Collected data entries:
Content starts

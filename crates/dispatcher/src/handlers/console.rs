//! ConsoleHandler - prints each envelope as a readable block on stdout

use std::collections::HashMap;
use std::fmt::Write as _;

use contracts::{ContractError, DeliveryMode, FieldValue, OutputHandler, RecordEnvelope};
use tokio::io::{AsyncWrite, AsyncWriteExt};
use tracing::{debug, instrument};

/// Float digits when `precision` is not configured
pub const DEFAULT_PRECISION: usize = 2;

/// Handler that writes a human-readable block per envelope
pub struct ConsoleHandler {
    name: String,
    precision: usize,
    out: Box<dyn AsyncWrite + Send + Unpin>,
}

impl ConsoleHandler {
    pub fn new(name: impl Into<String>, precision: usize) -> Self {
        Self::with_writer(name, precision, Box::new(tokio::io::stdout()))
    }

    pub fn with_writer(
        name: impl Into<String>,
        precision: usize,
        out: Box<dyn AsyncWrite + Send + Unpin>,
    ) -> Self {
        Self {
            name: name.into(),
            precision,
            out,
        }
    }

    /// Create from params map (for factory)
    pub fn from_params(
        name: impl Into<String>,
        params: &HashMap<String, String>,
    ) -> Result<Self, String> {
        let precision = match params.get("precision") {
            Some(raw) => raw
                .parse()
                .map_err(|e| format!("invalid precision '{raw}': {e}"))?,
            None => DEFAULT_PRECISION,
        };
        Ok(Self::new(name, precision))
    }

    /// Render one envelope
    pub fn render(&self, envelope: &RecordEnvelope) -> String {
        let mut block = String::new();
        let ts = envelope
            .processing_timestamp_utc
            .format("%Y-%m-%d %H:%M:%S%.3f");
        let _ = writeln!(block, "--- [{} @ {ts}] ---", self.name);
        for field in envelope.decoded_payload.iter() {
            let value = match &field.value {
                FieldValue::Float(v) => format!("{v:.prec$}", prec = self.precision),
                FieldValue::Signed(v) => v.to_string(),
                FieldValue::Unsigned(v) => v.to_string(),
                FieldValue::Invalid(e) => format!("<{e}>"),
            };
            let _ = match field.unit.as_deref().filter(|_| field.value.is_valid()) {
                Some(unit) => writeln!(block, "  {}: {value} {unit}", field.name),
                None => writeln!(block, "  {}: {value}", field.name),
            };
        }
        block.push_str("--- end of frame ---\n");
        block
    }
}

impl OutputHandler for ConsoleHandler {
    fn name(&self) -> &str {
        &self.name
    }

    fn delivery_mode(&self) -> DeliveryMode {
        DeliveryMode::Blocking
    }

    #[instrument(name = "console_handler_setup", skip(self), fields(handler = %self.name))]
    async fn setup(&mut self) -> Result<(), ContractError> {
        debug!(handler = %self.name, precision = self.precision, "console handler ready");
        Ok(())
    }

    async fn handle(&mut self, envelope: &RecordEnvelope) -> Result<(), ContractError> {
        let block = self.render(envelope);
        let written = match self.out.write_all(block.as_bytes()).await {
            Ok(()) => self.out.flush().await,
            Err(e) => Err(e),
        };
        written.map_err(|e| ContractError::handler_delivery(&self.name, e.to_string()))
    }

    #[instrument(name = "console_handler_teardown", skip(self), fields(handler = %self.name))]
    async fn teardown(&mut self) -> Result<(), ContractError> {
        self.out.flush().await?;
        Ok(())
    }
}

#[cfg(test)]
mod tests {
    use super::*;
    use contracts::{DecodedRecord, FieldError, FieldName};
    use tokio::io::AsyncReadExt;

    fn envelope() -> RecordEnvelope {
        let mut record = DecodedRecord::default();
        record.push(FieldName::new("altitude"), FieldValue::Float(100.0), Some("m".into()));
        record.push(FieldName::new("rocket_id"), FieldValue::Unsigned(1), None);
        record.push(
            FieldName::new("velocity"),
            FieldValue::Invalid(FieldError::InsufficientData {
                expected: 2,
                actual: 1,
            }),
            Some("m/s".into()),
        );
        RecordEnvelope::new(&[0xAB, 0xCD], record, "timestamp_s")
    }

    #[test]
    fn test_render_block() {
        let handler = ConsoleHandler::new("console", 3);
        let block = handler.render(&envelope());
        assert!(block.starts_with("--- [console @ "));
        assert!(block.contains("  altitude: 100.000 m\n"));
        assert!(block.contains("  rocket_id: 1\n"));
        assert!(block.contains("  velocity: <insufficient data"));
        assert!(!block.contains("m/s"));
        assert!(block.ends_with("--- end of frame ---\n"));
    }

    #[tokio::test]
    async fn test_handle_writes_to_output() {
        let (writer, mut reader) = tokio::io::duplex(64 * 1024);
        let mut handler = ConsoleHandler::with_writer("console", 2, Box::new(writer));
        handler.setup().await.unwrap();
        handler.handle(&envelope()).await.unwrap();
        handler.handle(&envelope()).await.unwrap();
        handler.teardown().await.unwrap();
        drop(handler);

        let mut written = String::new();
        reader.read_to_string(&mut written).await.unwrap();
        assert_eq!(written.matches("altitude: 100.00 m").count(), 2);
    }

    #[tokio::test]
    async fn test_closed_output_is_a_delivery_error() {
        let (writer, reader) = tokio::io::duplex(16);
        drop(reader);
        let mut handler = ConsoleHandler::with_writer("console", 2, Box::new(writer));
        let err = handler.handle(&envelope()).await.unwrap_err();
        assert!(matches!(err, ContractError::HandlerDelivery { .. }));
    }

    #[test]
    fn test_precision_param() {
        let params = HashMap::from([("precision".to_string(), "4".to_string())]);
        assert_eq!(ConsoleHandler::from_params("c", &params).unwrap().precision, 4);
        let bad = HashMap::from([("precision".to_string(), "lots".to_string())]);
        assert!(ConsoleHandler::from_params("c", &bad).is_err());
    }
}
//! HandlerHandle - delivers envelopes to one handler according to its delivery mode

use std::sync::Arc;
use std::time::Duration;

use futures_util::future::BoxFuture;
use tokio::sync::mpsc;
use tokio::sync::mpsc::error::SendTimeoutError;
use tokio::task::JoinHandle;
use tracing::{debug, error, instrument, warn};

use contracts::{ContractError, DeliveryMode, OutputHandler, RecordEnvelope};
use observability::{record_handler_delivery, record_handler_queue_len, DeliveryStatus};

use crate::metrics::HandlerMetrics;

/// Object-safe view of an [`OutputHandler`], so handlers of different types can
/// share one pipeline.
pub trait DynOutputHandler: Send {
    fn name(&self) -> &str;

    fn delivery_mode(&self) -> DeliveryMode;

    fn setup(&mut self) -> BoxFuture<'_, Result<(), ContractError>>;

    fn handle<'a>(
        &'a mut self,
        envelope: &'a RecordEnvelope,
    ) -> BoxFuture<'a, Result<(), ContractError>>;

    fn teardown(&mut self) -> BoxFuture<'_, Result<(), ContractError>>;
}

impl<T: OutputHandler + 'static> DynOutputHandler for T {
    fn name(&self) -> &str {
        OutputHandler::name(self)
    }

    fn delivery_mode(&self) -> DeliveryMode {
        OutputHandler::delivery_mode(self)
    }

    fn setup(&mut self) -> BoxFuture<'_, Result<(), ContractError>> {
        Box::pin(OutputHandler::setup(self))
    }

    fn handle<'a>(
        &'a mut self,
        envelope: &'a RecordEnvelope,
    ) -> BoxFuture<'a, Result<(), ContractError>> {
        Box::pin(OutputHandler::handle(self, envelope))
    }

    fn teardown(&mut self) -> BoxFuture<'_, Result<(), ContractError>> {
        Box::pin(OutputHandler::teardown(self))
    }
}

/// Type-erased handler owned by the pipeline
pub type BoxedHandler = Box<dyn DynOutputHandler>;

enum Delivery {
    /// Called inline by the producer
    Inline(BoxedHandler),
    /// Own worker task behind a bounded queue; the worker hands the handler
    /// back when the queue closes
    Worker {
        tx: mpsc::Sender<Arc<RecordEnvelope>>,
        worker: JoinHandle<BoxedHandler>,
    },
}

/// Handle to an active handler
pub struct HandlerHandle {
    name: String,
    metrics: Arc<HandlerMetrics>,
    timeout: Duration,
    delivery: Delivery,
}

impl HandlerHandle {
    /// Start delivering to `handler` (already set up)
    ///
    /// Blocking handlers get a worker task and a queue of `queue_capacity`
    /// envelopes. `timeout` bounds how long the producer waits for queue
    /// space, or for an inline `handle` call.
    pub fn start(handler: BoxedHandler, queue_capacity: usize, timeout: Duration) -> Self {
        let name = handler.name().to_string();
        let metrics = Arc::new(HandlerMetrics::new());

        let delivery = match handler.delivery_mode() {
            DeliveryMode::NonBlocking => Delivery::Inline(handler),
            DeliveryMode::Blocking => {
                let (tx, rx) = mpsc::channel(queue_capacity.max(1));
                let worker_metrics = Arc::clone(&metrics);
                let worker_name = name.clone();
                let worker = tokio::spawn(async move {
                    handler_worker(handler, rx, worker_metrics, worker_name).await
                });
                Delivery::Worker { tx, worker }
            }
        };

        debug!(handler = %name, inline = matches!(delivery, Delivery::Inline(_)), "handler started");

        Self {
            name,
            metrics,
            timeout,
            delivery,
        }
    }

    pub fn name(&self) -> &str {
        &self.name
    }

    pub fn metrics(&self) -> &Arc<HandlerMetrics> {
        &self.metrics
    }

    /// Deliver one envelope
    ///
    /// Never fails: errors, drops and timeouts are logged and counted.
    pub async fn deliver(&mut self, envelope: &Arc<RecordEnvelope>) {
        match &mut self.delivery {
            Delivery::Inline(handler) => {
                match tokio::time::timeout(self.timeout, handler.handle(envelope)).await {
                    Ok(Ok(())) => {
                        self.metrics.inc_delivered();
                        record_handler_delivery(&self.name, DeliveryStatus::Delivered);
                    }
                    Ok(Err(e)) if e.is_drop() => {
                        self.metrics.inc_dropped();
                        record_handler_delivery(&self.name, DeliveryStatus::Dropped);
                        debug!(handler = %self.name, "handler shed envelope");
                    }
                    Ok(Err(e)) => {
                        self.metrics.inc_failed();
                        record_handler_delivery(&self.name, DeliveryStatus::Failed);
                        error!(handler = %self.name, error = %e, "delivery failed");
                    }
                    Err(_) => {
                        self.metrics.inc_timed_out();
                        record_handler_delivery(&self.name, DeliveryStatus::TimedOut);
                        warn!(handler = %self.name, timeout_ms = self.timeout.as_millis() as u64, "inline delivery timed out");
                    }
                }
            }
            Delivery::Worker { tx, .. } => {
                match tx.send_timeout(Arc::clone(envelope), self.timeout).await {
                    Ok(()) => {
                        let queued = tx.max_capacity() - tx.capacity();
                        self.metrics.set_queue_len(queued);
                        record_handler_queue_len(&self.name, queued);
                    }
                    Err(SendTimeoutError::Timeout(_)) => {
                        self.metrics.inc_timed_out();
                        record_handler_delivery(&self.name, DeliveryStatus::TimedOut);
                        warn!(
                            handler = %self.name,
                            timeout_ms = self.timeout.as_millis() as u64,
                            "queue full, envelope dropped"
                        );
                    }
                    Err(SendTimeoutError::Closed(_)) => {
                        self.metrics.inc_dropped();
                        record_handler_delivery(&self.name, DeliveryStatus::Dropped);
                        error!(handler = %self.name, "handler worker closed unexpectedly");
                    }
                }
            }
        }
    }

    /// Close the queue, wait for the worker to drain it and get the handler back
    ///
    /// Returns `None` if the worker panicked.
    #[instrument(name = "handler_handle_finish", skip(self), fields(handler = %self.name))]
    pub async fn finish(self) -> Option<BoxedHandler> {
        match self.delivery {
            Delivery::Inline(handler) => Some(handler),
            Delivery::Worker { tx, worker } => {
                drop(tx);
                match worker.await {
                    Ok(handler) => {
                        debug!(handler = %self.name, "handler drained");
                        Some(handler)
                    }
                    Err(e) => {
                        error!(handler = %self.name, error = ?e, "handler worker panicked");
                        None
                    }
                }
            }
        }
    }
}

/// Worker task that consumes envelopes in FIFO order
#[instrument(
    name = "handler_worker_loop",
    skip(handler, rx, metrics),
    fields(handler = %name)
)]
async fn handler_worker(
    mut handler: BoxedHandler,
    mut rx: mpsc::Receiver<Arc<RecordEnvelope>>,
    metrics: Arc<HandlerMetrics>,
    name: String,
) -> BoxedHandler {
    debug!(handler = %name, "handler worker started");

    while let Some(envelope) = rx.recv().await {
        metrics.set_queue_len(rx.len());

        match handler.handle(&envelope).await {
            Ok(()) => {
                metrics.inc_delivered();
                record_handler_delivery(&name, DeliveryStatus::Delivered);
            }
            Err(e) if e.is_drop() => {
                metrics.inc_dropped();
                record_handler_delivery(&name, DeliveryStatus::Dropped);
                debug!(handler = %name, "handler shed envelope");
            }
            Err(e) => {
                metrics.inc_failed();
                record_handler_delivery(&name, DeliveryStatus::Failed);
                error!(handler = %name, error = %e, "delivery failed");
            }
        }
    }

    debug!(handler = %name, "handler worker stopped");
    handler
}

Content ends

§ TRY IT: Going through the data, tally the lines containing "FieldName" and report only the result.

§ RESPONSE AREA: 4